Leon tak berkata apapun lagi. Ia memilih mengusap lembut jemari Rere yang melingkar di perutnya.

Mereka terus seperti itu hingga Leon merasakan guncangan di punggungnya berhenti. Digantikan suara sesenggukan dari gadis di belakangnya.

Leon melepas jemari Rere lalu memutar tubuh. Menarik tubuh mungil itu ke dalam dekapannya. Dan Rere kembali menumpahkan air matanya.

"Gue selalu ada buat lo, Re. Lo nggak akan pernah sendirian," katanya sembari mengusap lembut punggung Rere.

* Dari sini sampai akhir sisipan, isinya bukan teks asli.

#![cfg(target_arch = "wasm32")]

//! WASM entry point for the portfolio front-end.
//!
//! Each component mounts against an optional DOM anchor and is skipped
//! silently when its anchor is absent:
//!
//! - `#hero-canvas`: instanced WebGPU hero background
//! - `#ambient-canvas`: 2D particle background
//! - `#skills-playground`: physics skill cards
//! - `#contact-form` (+ fields): mail-relay contact form
//! - `[data-header]` / `[data-nav-link]`: navigation wiring
//! - the intro overlay and cursor trail create their own nodes
//!
//! All mounted components live in a page-lifetime registry; dropping it
//! (or any single component) cancels frames and detaches listeners.

mod background;
mod boot;
mod contact;
mod cursor;
mod dom;
mod hero;
mod intro;
mod navbar;
mod playground;
mod render;
mod runtime;

use boot::BootState;
use runtime::EffectRuntime;
use std::cell::RefCell;
use wasm_bindgen::prelude::*;

struct App {
    _intro: Option<EffectRuntime>,
    _hero: Option<EffectRuntime>,
    _background: Option<EffectRuntime>,
    _playground: Option<EffectRuntime>,
    _cursor: Option<cursor::CursorTrailComponent>,
    _navbar: Option<navbar::Navbar>,
    _contact: Option<contact::ContactForm>,
}

thread_local! {
    static APP: RefCell<Option<App>> = const { RefCell::new(None) };
}

#[wasm_bindgen(start)]
pub fn start() -> Result<(), JsValue> {
    console_error_panic_hook::set_once();
    console_log::init_with_level(log::Level::Info).ok();
    log::info!("folio-web starting");

    match init() {
        Ok(app) => {
            APP.with(|slot| *slot.borrow_mut() = Some(app));
            Ok(())
        }
        Err(e) => {
            log::error!("init error: {e:?}");
            // Visual components are non-essential; never fail the page.
            Ok(())
        }
    }
}

fn init() -> anyhow::Result<App> {
    let _window = dom::window().ok_or_else(|| anyhow::anyhow!("no window"))?;
    let _document = dom::document().ok_or_else(|| anyhow::anyhow!("no document"))?;

    let boot = BootState::attach();
    let seed = js_sys::Date::now() as u64;

    // The intro mounts first so its scroll lock lands before first paint of
    // the sections below it.
    let intro = intro::mount(&boot);

    Ok(App {
        _intro: intro,
        _hero: hero::mount(&boot, seed ^ 0x9e37_79b9),
        _background: background::mount(seed ^ 0x7f4a_7c15),
        _playground: playground::mount(seed ^ 0x85eb_ca6b),
        _cursor: cursor::mount(),
        _navbar: navbar::mount(),
        _contact: contact::mount(),
    })
}
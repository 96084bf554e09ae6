//! The hero-section 3D scene: a few feature shapes drifting inside a
//! bounded cube, tumbling slowly, cycling emissive colors, and reacting to
//! pointer presses with an impulse along the pick ray.
//!
//! The scene holds no GPU state. Each tick produces packed instances for
//! the renderer's instanced draw.

use crate::constants::*;
use glam::{Mat4, Vec2, Vec3, Vec4};
use rand::prelude::*;

/// Right-handed perspective camera; shared between rendering and picking.
#[derive(Clone, Debug)]
pub struct Camera {
    pub eye: Vec3,
    pub target: Vec3,
    pub up: Vec3,
    pub aspect: f32,
    pub fovy_radians: f32,
    pub znear: f32,
    pub zfar: f32,
}

impl Camera {
    pub fn hero(aspect: f32) -> Self {
        Self {
            eye: Vec3::from(HERO_CAMERA_EYE),
            target: Vec3::ZERO,
            up: Vec3::Y,
            aspect: aspect.max(1e-3),
            fovy_radians: HERO_CAMERA_FOVY_DEG.to_radians(),
            znear: HERO_CAMERA_ZNEAR,
            zfar: HERO_CAMERA_ZFAR,
        }
    }

    pub fn projection_matrix(&self) -> Mat4 {
        Mat4::perspective_rh(self.fovy_radians, self.aspect, self.znear, self.zfar)
    }

    pub fn view_matrix(&self) -> Mat4 {
        Mat4::look_at_rh(self.eye, self.target, self.up)
    }

    pub fn view_proj(&self) -> Mat4 {
        self.projection_matrix() * self.view_matrix()
    }
}

/// Unprojects a surface-pixel position into a world-space ray.
pub fn screen_to_world_ray(camera: &Camera, surface: Vec2, width: f32, height: f32) -> (Vec3, Vec3) {
    let ndc_x = (2.0 * surface.x / width.max(1.0)) - 1.0;
    let ndc_y = 1.0 - (2.0 * surface.y / height.max(1.0));
    let inv = camera.view_proj().inverse();
    let p_near = inv * Vec4::new(ndc_x, ndc_y, 0.0, 1.0);
    let p_far = inv * Vec4::new(ndc_x, ndc_y, 1.0, 1.0);
    let p0 = p_near.truncate() / p_near.w;
    let p1 = p_far.truncate() / p_far.w;
    (p0, (p1 - p0).normalize())
}

/// Distance along the ray to the first intersection, if any.
#[inline]
pub fn ray_sphere(ray_origin: Vec3, ray_dir: Vec3, center: Vec3, radius: f32) -> Option<f32> {
    let oc = ray_origin - center;
    let b = oc.dot(ray_dir);
    let c = oc.dot(oc) - radius * radius;
    let disc = b * b - c;
    if disc < 0.0 {
        return None;
    }
    let t = -b - disc.sqrt();
    (t >= 0.0).then_some(t)
}

#[derive(Clone, Copy, Debug, PartialEq, Eq)]
pub enum ShapeRole {
    Cube,
    Prism,
    Sphere,
    Accent,
}

#[derive(Clone, Copy, Debug)]
pub struct HeroPalette {
    pub accent: Vec3,
    pub accent2: Vec3,
    pub accent3: Vec3,
}

impl Default for HeroPalette {
    fn default() -> Self {
        Self {
            accent: Vec3::new(0.212, 0.941, 0.839),  // #36f0d6
            accent2: Vec3::new(1.0, 0.4, 0.8),       // #ff66cc
            accent3: Vec3::new(1.0, 0.82, 0.4),      // #ffd166
        }
    }
}

impl HeroPalette {
    fn colors(&self) -> [Vec3; 3] {
        [self.accent, self.accent2, self.accent3]
    }
}

#[derive(Clone, Debug)]
pub struct Shape {
    pub role: ShapeRole,
    pub pos: Vec3,
    pub vel: Vec3,
    pub rot_x: f32,
    pub rot_y: f32,
    pub scale: f32,
    color: Vec3,
    target: Vec3,
    lerp: f32,
    pulse: f32,
    last_flip_sign: f32,
}

/// Packed per-instance data for the instanced quad draw. Layout must match
/// the vertex attributes declared by the renderer.
#[repr(C)]
#[derive(Copy, Clone, bytemuck::Pod, bytemuck::Zeroable)]
pub struct HeroInstance {
    pub pos: [f32; 3],
    pub scale: f32,
    pub color: [f32; 4],
    pub emissive: f32,
}

pub struct HeroScene {
    shapes: Vec<Shape>,
    palette: HeroPalette,
    time: f32,
    noise_offset: f32,
    rng: StdRng,
}

impl HeroScene {
    pub fn new(palette: HeroPalette, seed: u64) -> Self {
        let mut rng = StdRng::seed_from_u64(seed);
        let mut shapes = vec![
            Shape::feature(ShapeRole::Cube, Vec3::new(-6.0, 0.0, 0.0),
                Vec3::new(0.01, 0.003, 0.007), HERO_FEATURE_SIZE, palette.accent),
            Shape::feature(ShapeRole::Prism, Vec3::new(4.0, -1.0, 2.0),
                Vec3::new(-0.006, 0.004, -0.004), HERO_FEATURE_SIZE * 0.8, palette.accent2),
            Shape::feature(ShapeRole::Sphere, Vec3::new(0.0, 3.2, -2.5),
                Vec3::new(0.006, -0.006, 0.005), HERO_FEATURE_SIZE * 0.46, palette.accent3),
        ];
        for i in 0..HERO_ACCENT_COUNT {
            let color = if i % 2 == 0 { palette.accent } else { palette.accent2 };
            shapes.push(Shape::feature(
                ShapeRole::Accent,
                Vec3::new(
                    (rng.gen::<f32>() - 0.5) * 14.0,
                    (rng.gen::<f32>() - 0.5) * 6.0,
                    (rng.gen::<f32>() - 0.5) * 6.0,
                ),
                Vec3::ZERO,
                0.12 + rng.gen::<f32>() * 0.12,
                color,
            ));
        }
        let noise_offset = rng.gen::<f32>() * 1000.0;
        Self {
            shapes,
            palette,
            time: 0.0,
            noise_offset,
            rng,
        }
    }

    pub fn tick(&mut self, dt_sec: f32) {
        let dt = dt_sec.clamp(0.0, 0.1);
        self.time += dt;
        let t = self.time;
        let noise = self.noise_offset;
        let palette = self.palette;
        for (idx, shape) in self.shapes.iter_mut().enumerate() {
            if shape.role == ShapeRole::Accent {
                continue;
            }
            let i = idx as f32;
            shape.vel.x += (t * (0.12 + i * 0.02) + i * 0.7 + noise).sin() * 0.0022;
            shape.vel.y += (t * (0.10 + i * 0.015) + i * 0.6 + noise * 0.4).cos() * 0.0019;
            shape.vel.z += (t * (0.095 + i * 0.01) + i * 0.5 + noise * 0.28).sin() * 0.0019;
            shape.vel *= HERO_DAMPING;
            shape.pos += shape.vel * (dt * HERO_SPEED_SCALE);
            shape.rot_x += 0.02 * dt * (0.5 + i * 0.03);
            shape.rot_y += 0.018 * dt * (0.5 + i * 0.03);
            shape.wrap();
            shape.advance_color(dt, &palette, &mut self.rng);
        }
    }

    /// A pointer press casts a ray into the scene; the nearest feature shape
    /// hit receives an impulse along the ray direction.
    pub fn press(&mut self, camera: &Camera, surface: Vec2, width: f32, height: f32) -> bool {
        let (origin, dir) = screen_to_world_ray(camera, surface, width, height);
        let mut best: Option<(usize, f32)> = None;
        for (i, shape) in self.shapes.iter().enumerate() {
            if shape.role == ShapeRole::Accent {
                continue;
            }
            let radius = shape.scale.max(HERO_PICK_RADIUS);
            if let Some(t) = ray_sphere(origin, dir, shape.pos, radius) {
                match best {
                    Some((_, bt)) if t >= bt => {}
                    _ => best = Some((i, t)),
                }
            }
        }
        if let Some((i, _)) = best {
            let magnitude = HERO_IMPULSE_BASE + self.rng.gen::<f32>() * HERO_IMPULSE_SPREAD;
            self.shapes[i].vel += dir * magnitude;
            self.shapes[i].pulse = 1.4;
            true
        } else {
            false
        }
    }

    pub fn shapes(&self) -> &[Shape] {
        &self.shapes
    }

    /// Packed instances for the renderer, one quad per shape.
    pub fn instances(&self, out: &mut Vec<HeroInstance>) {
        out.clear();
        for shape in &self.shapes {
            out.push(HeroInstance {
                pos: shape.pos.to_array(),
                scale: shape.scale,
                color: Vec4::from((shape.color, 1.0)).to_array(),
                emissive: HERO_EMISSIVE_BASE + shape.pulse * HERO_EMISSIVE_PULSE_SPAN,
            });
        }
    }
}

impl Shape {
    fn feature(role: ShapeRole, pos: Vec3, vel: Vec3, scale: f32, color: Vec3) -> Self {
        Self {
            role,
            pos,
            vel,
            rot_x: 0.0,
            rot_y: 0.0,
            scale,
            color,
            target: color,
            lerp: 1.0,
            pulse: 0.0,
            last_flip_sign: 0.0,
        }
    }

    fn wrap(&mut self) {
        let b = HERO_BOUNDS;
        let off = HERO_WRAP_MARGIN;
        for axis in 0..3 {
            let v = self.pos[axis];
            if v < -b {
                self.pos[axis] = b - off;
            } else if v > b {
                self.pos[axis] = -b + off;
            }
        }
    }

    /// When the tumble's yaw sign flips, pick a new palette target and lerp
    /// toward it while an emissive pulse decays.
    fn advance_color(&mut self, dt: f32, palette: &HeroPalette, rng: &mut StdRng) {
        let sign = if self.rot_y >= 0.0 { 1.0 } else { -1.0 };
        if sign != self.last_flip_sign && self.last_flip_sign != 0.0 {
            self.target = pick_next_color(self.color, palette, rng);
            self.lerp = 0.0;
            self.pulse = 1.4;
        }
        self.last_flip_sign = sign;

        if self.lerp < 1.0 {
            self.lerp = (self.lerp + dt * HERO_COLOR_LERP_PER_SEC).min(1.0);
            self.color = self.color.lerp(self.target, self.lerp);
        }
        if self.pulse > 0.0 {
            self.pulse = (self.pulse - dt * HERO_PULSE_DECAY_PER_SEC).max(0.0);
        }
    }

    pub fn color(&self) -> Vec3 {
        self.color
    }

    pub fn pulse(&self) -> f32 {
        self.pulse
    }
}

fn pick_next_color(current: Vec3, palette: &HeroPalette, rng: &mut StdRng) -> Vec3 {
    let choices: Vec<Vec3> = palette
        .colors()
        .into_iter()
        .filter(|c| (*c - current).length_squared() > 1e-6)
        .collect();
    if choices.is_empty() {
        palette.accent
    } else {
        choices[rng.gen_range(0..choices.len())]
    }
}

"Lo boleh menangis sepuasnya sekarang, tapi besok ... lo harus berusaha kuat. Gue akan selalu membantu lo untuk bisa berdiri tegar."

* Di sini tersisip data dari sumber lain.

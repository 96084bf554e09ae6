//! Contact form rules and the mail-relay wire contract.
//!
//! The relay endpoint itself is an external collaborator; this module owns
//! the client-side validation (no network call with an empty field), the
//! JSON envelope, and the submit status surfaced inline to the visitor.

use serde::{Deserialize, Serialize};
use thiserror::Error;

#[derive(Clone, Debug, Default, PartialEq, Serialize)]
pub struct ContactDraft {
    pub name: String,
    pub email: String,
    pub message: String,
}

#[derive(Debug, Error, PartialEq)]
pub enum ContactError {
    #[error("please fill in your {0}")]
    MissingField(&'static str),
}

impl ContactDraft {
    pub fn new(name: &str, email: &str, message: &str) -> Self {
        Self {
            name: name.to_string(),
            email: email.to_string(),
            message: message.to_string(),
        }
    }

    /// Client-side validation; fails on the first blank field.
    pub fn validate(&self) -> Result<(), ContactError> {
        if self.name.trim().is_empty() {
            return Err(ContactError::MissingField("name"));
        }
        if self.email.trim().is_empty() {
            return Err(ContactError::MissingField("email"));
        }
        if self.message.trim().is_empty() {
            return Err(ContactError::MissingField("message"));
        }
        Ok(())
    }

    pub fn clear(&mut self) {
        self.name.clear();
        self.email.clear();
        self.message.clear();
    }
}

/// The relay's JSON reply envelope: `{ "ok": bool, "error": string? }`.
#[derive(Debug, Deserialize)]
pub struct RelayReply {
    #[serde(default)]
    pub ok: bool,
    #[serde(default)]
    pub error: Option<String>,
}

impl RelayReply {
    /// Folds the HTTP status and envelope into a submit outcome. The
    /// submission is preserved by the caller on failure; only success
    /// clears it.
    pub fn into_status(self, http_ok: bool) -> SubmitStatus {
        if http_ok && self.ok {
            SubmitStatus::Sent
        } else {
            SubmitStatus::Failed(
                self.error
                    .unwrap_or_else(|| "Failed to send message.".to_string()),
            )
        }
    }
}

#[derive(Clone, Debug, PartialEq)]
pub enum SubmitStatus {
    Idle,
    Sending,
    Sent,
    Failed(String),
}

impl SubmitStatus {
    pub fn inline_text(&self) -> &str {
        match self {
            SubmitStatus::Idle => "",
            SubmitStatus::Sending => "Sending…",
            SubmitStatus::Sent => "Message sent. Thank you!",
            SubmitStatus::Failed(msg) => msg,
        }
    }
}

#[cfg(test)]
mod tests {
    use super::*;

    #[test]
    fn validation_names_the_first_missing_field() {
        let draft = ContactDraft::new("", "a@b.c", "hi");
        assert_eq!(draft.validate(), Err(ContactError::MissingField("name")));
        let draft = ContactDraft::new("A", "   ", "hi");
        assert_eq!(draft.validate(), Err(ContactError::MissingField("email")));
        let draft = ContactDraft::new("A", "a@b.c", "");
        assert_eq!(draft.validate(), Err(ContactError::MissingField("message")));
        assert!(ContactDraft::new("A", "a@b.c", "hi").validate().is_ok());
    }

    #[test]
    fn reply_envelope_maps_to_status() {
        let ok: RelayReply = serde_json::from_str(r#"{"ok":true}"#).unwrap();
        assert_eq!(ok.into_status(true), SubmitStatus::Sent);

        let err: RelayReply =
            serde_json::from_str(r#"{"ok":false,"error":"Missing required fields"}"#).unwrap();
        assert_eq!(
            err.into_status(false),
            SubmitStatus::Failed("Missing required fields".to_string())
        );

        // 200 with a malformed body still fails safe.
        let empty: RelayReply = serde_json::from_str("{}").unwrap();
        assert!(matches!(empty.into_status(true), SubmitStatus::Failed(_)));
    }

    #[test]
    fn clear_empties_every_field() {
        let mut draft = ContactDraft::new("A", "a@b.c", "hi");
        draft.clear();
        assert_eq!(draft, ContactDraft::default());
    }
}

"Apa gue bisa? Ini rasanya nggak adil, Yon! Rasanya tuh sakit banget!"

Leon menarik napas lembut, "Mungkin Tuhan sedang menguji lo sekali lagi. Dia ingin membentuk Rere menjadi gadis yang lebih kuat dengan adanya masalah ini."

Rere menarik tubuhnya dan duduk bersandar pada punggung kursi, lalu menggumamkan terima kasih saat Leon menyodorkan sapu tangan.

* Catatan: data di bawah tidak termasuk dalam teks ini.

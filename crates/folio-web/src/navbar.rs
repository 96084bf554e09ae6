//! Navigation bar wiring: smooth scrolling with bounded retries, the
//! scroll-spy active-section highlight, and the header-height CSS variable.
//!
//! Markup contract: the header carries `data-header`; each link carries
//! `data-nav-link` plus an `href="#<section-id>"` fragment. Sections are
//! ordinary elements with matching ids.

use crate::dom::{self, EventHandle, Timeout};
use folio_core::nav::{active_section, probe_line, scroll_offset, RetrySchedule};
use std::cell::{Cell, RefCell};
use std::rc::Rc;
use wasm_bindgen::closure::Closure;
use wasm_bindgen::JsCast;
use web_sys as web;

const ACTIVE_CLASS: &str = "active";

/// Per-section fine offsets, matching the page's section paddings.
const SECTION_OFFSETS: &[(&str, f32)] = &[
    ("hero", 40.0),
    ("about", -20.0),
    ("skills", 25.0),
    ("projects", 60.0),
    ("certificates", -3.0),
    ("contact", 47.0),
];

const SECTION_IDS: &[&str] = &[
    "hero",
    "about",
    "skills",
    "projects",
    "certificates",
    "contact",
];

pub struct Navbar {
    _listeners: Vec<EventHandle>,
    _spy_raf: Rc<RefCell<Option<Closure<dyn FnMut()>>>>,
    _pending_retry: Rc<RefCell<Option<Timeout>>>,
}

pub fn mount() -> Option<Navbar> {
    let document = dom::document()?;
    let win = dom::window()?;
    let mut listeners = Vec::new();
    let pending_retry: Rc<RefCell<Option<Timeout>>> = Rc::new(RefCell::new(None));

    // Header height CSS variable, maintained on resize.
    update_header_var(&document);
    {
        let document = document.clone();
        let tgt: &web::EventTarget = win.as_ref();
        listeners.push(EventHandle::listen_passive(tgt, "resize", move |_| {
            update_header_var(&document);
        }));
    }

    // Smooth-scroll handlers on every nav link.
    if let Ok(links) = document.query_selector_all("[data-nav-link]") {
        for i in 0..links.length() {
            let Some(node) = links.get(i) else { continue };
            let Ok(el) = node.dyn_into::<web::Element>() else {
                continue;
            };
            let Some(href) = el.get_attribute("href") else {
                continue;
            };
            let Some(id) = href.strip_prefix('#').map(str::to_string) else {
                continue;
            };
            let document = document.clone();
            let retry_slot = pending_retry.clone();
            let tgt: web::EventTarget = el.into();
            listeners.push(EventHandle::listen(&tgt, "click", move |ev| {
                ev.prevent_default();
                attempt_scroll(
                    document.clone(),
                    id.clone(),
                    RetrySchedule::new(),
                    retry_slot.clone(),
                );
            }));
        }
    }

    // Scroll spy: passive listener, heavy work deferred to one rAF tick.
    let spy_raf: Rc<RefCell<Option<Closure<dyn FnMut()>>>> = Rc::new(RefCell::new(None));
    {
        let ticking = Rc::new(Cell::new(false));
        let document_cb = document.clone();
        let ticking_cb = ticking.clone();
        *spy_raf.borrow_mut() = Some(Closure::wrap(Box::new(move || {
            ticking_cb.set(false);
            update_active_link(&document_cb);
        }) as Box<dyn FnMut()>));

        let spy = spy_raf.clone();
        let tgt: &web::EventTarget = win.as_ref();
        listeners.push(EventHandle::listen_passive(tgt, "scroll", move |_| {
            if ticking.get() {
                return;
            }
            if let (Some(w), Some(cb)) = (dom::window(), spy.borrow().as_ref()) {
                if w
                    .request_animation_frame(cb.as_ref().unchecked_ref())
                    .is_ok()
                {
                    ticking.set(true);
                }
            }
        }));
    }
    // Initial highlight before the first scroll.
    update_active_link(&document);

    Some(Navbar {
        _listeners: listeners,
        _spy_raf: spy_raf,
        _pending_retry: pending_retry,
    })
}

fn header_height(document: &web::Document) -> f32 {
    document
        .query_selector("[data-header]")
        .ok()
        .flatten()
        .map(|el| el.get_bounding_client_rect().height() as f32)
        .unwrap_or(88.0)
}

fn update_header_var(document: &web::Document) {
    let height = header_height(document).ceil();
    if let Some(root) = document.document_element() {
        if let Ok(root) = root.dyn_into::<web::HtmlElement>() {
            let _ = root
                .style()
                .set_property("--site-header-height", &format!("{height}px"));
        }
    }
}

fn section_extra(id: &str) -> Option<f32> {
    SECTION_OFFSETS
        .iter()
        .find(|(section, _)| *section == id)
        .map(|(_, extra)| *extra)
}

/// One scroll attempt. A missing target reschedules itself on the bounded
/// retry schedule; exhaustion logs a warning and falls back to a plain
/// fragment update.
fn attempt_scroll(
    document: web::Document,
    id: String,
    mut schedule: RetrySchedule,
    retry_slot: Rc<RefCell<Option<Timeout>>>,
) {
    if let Some(el) = document.get_element_by_id(&id) {
        let offset = scroll_offset(header_height(&document), section_extra(&id));
        if let Some(win) = dom::window() {
            let top = el.get_bounding_client_rect().top()
                + win.page_y_offset().unwrap_or(0.0)
                - offset as f64;
            let opts = web::ScrollToOptions::new();
            opts.set_top(top.max(0.0).floor());
            opts.set_behavior(web::ScrollBehavior::Smooth);
            win.scroll_to_with_scroll_to_options(&opts);
        }
        replace_fragment(&id);
        retry_slot.borrow_mut().take();
        return;
    }

    match schedule.next() {
        Some(delay) => {
            let slot = retry_slot.clone();
            let timer = Timeout::new(delay as i32, move || {
                attempt_scroll(document, id, schedule, slot);
            });
            *retry_slot.borrow_mut() = timer;
        }
        None => {
            log::warn!("scroll target #{id} not found after retries; updating fragment only");
            replace_fragment(&id);
            retry_slot.borrow_mut().take();
        }
    }
}

fn replace_fragment(id: &str) {
    if let Some(win) = dom::window() {
        if let Ok(history) = win.history() {
            let _ = history.replace_state_with_url(
                &wasm_bindgen::JsValue::NULL,
                "",
                Some(&format!("#{id}")),
            );
        }
    }
}

fn update_active_link(document: &web::Document) {
    let Some(win) = dom::window() else { return };
    let viewport_h = win
        .inner_height()
        .ok()
        .and_then(|v| v.as_f64())
        .unwrap_or(0.0) as f32;
    let probe = probe_line(header_height(document), viewport_h);

    let tops: Vec<f32> = SECTION_IDS
        .iter()
        .map(|id| {
            document
                .get_element_by_id(id)
                .map(|el| el.get_bounding_client_rect().top() as f32)
                .unwrap_or(f32::NAN)
        })
        .collect();
    let Some(active) = active_section(&tops, probe) else {
        return;
    };
    let active_id = SECTION_IDS[active];

    if let Ok(links) = document.query_selector_all("[data-nav-link]") {
        for i in 0..links.length() {
            let Some(node) = links.get(i) else { continue };
            let Ok(el) = node.dyn_into::<web::Element>() else {
                continue;
            };
            let is_active = el
                .get_attribute("href")
                .map(|h| h == format!("#{active_id}"))
                .unwrap_or(false);
            let classes = el.class_list();
            if is_active {
                let _ = classes.add_1(ACTIVE_CLASS);
            } else {
                let _ = classes.remove_1(ACTIVE_CLASS);
            }
        }
    }
}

"Gue bingung, sebenarnya apa salah gue sama Renata. Kenapa di seneng banget ngancurin hidup gue," katanya setelah mengusap air matanya dan membersit hidung.

"Entar gue cuci," katanya cepat membuat Leon terkekeh geli.

"Nggak usah pikirin yang nggak harus dipikirin. Mungkin memang harus seperti itu jalannya," kata Leon menanggapi perkataan Rere sebelumnya.

Gadis itu menghela napas, menatap Leon dengan sorot yang lebih tenang. "Makasih ya, Yon. Lo selalu bisa nenangin perasaan gue. Lo itu kayak malaikat pelindung gue, Yon."

Leon tertawa kecil dan menepuk puncak kepala gadis di sampingnya. "Oh ya. Gue ada tawaran bagus buat lo." Leon jadi teringat tujuannya.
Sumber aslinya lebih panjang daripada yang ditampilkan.